* Task inputs *

--------------------

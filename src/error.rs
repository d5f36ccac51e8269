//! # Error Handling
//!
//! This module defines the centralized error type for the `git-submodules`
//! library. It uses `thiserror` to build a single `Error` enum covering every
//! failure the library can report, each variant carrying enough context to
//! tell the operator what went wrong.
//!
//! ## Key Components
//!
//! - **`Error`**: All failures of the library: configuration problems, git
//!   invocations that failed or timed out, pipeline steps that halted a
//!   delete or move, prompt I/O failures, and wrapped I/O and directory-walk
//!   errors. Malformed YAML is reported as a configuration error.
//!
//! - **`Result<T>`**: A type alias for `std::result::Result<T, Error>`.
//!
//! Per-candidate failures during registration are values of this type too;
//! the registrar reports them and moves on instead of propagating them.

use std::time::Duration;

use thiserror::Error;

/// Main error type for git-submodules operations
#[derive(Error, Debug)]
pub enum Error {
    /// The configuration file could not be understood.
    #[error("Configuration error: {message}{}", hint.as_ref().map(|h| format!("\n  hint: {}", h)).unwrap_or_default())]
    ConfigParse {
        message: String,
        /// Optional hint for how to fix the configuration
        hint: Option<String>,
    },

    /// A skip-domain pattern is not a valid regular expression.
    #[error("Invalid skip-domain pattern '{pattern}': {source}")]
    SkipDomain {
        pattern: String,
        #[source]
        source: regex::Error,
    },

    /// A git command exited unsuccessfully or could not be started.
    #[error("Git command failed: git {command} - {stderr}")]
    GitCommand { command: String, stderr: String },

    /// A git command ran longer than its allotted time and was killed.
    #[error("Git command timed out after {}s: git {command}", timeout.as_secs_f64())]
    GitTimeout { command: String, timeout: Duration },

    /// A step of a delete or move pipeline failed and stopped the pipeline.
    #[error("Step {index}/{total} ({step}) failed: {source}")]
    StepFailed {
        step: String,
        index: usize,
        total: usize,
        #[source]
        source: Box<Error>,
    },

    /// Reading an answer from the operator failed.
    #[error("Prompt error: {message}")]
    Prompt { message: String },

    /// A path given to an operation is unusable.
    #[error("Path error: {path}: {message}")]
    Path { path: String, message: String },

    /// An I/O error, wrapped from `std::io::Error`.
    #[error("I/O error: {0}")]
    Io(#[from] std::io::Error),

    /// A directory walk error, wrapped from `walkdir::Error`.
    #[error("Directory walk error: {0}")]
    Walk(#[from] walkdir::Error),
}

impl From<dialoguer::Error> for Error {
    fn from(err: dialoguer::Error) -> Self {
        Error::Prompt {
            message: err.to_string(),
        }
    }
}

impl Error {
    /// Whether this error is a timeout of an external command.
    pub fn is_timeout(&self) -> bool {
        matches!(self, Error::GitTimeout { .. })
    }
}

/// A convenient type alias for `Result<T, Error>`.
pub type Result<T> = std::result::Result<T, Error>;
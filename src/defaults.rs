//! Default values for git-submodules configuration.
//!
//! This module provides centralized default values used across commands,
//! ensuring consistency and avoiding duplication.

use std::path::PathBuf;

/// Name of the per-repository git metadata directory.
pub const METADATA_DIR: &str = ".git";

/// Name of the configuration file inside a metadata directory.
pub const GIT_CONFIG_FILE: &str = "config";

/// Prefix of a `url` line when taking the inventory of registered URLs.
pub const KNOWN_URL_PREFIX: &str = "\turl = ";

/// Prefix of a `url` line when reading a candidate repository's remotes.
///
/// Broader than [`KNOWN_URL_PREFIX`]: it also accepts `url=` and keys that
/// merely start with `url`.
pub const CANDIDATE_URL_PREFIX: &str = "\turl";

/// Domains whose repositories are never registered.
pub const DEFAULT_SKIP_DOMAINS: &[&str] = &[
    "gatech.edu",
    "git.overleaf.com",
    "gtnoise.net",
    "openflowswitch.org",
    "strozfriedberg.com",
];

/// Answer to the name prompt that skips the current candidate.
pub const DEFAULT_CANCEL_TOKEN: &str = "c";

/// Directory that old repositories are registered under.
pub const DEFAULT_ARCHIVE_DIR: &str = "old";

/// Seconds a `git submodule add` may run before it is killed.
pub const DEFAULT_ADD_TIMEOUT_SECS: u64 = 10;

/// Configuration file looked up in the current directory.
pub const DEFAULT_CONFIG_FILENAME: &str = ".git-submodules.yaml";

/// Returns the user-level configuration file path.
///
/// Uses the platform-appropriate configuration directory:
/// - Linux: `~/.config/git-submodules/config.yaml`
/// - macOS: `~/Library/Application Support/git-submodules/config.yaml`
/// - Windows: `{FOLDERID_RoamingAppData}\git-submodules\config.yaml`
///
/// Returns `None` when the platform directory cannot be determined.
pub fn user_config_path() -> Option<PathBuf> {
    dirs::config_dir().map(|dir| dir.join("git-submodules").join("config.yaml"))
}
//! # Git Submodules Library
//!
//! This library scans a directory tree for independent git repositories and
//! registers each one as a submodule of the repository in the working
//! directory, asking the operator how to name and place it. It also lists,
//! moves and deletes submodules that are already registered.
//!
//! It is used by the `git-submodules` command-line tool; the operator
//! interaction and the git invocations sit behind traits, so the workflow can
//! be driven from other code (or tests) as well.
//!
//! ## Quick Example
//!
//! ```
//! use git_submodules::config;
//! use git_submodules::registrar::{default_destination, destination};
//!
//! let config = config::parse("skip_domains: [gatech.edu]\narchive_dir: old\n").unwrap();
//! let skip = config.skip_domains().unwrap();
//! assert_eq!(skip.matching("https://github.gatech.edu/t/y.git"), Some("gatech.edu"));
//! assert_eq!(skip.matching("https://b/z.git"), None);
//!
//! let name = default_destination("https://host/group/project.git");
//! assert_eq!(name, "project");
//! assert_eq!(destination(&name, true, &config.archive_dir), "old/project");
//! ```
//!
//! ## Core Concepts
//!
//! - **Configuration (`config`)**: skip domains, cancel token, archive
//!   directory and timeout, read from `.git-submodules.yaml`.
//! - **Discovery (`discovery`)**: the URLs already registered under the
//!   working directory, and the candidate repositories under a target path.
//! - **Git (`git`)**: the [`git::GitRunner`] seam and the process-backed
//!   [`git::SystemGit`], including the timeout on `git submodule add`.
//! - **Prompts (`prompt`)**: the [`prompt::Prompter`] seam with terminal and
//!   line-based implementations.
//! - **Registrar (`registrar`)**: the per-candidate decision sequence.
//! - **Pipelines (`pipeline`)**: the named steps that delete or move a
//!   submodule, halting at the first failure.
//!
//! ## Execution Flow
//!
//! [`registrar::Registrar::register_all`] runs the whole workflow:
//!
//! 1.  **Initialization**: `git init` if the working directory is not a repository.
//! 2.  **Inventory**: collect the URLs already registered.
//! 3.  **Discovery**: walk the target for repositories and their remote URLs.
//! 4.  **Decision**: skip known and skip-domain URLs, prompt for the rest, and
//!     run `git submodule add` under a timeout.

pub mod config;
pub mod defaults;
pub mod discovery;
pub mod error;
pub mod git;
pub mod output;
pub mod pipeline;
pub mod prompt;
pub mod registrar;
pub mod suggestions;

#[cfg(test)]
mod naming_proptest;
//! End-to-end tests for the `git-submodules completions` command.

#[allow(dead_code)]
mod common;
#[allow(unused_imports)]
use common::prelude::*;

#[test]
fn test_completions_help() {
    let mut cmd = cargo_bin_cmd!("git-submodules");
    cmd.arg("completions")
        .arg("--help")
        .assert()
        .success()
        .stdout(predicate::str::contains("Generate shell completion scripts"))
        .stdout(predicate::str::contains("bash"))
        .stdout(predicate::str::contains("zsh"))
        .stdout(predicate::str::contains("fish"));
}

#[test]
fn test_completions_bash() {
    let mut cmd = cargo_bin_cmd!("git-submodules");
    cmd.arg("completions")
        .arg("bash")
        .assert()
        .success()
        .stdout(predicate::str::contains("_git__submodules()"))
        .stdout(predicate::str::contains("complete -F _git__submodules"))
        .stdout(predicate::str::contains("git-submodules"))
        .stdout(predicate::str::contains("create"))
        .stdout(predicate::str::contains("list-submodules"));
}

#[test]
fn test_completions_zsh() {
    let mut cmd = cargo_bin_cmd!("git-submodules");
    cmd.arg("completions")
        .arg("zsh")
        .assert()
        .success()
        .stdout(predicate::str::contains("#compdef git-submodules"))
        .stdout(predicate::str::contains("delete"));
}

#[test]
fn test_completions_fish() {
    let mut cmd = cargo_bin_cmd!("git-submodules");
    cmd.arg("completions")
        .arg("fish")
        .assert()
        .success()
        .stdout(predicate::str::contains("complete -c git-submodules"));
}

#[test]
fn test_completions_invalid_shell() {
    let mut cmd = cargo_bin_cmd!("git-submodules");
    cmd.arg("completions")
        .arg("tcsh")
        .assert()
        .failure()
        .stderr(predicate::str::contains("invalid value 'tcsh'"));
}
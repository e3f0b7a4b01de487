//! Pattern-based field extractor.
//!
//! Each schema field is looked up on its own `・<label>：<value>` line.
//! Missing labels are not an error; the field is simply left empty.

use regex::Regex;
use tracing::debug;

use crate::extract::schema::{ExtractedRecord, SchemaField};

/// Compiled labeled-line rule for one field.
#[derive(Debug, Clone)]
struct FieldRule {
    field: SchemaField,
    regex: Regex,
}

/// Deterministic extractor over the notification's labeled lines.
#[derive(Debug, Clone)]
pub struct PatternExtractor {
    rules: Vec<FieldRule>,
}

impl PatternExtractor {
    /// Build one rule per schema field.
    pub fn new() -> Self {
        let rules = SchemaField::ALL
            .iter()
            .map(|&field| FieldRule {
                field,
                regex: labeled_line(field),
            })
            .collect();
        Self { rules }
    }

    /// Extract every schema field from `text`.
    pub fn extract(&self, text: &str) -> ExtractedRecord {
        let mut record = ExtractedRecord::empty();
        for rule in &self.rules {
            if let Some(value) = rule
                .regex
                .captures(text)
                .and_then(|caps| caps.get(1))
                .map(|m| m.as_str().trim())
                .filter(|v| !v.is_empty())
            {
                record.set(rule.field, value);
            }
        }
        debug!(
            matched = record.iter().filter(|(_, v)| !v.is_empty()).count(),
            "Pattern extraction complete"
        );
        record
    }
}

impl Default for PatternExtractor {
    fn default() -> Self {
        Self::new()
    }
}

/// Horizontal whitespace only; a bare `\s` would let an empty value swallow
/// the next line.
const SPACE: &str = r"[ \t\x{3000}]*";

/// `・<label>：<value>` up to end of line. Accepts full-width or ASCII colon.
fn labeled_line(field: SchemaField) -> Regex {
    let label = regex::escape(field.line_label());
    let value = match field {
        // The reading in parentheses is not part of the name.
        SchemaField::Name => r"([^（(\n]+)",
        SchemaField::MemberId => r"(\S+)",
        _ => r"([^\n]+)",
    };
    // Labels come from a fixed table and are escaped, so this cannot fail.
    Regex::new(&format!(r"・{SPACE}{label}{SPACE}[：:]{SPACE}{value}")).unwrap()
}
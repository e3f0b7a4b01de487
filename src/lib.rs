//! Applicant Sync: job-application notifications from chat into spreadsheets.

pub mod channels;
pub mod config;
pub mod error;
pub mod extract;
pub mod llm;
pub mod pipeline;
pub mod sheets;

--------------------

* Task *
In which lines of the material above does the string "killed" occur? Copy them all.

* Written solution *
    /// A git command ran longer than its allotted time and was killed.
/// Seconds a `git submodule add` may run before it is killed.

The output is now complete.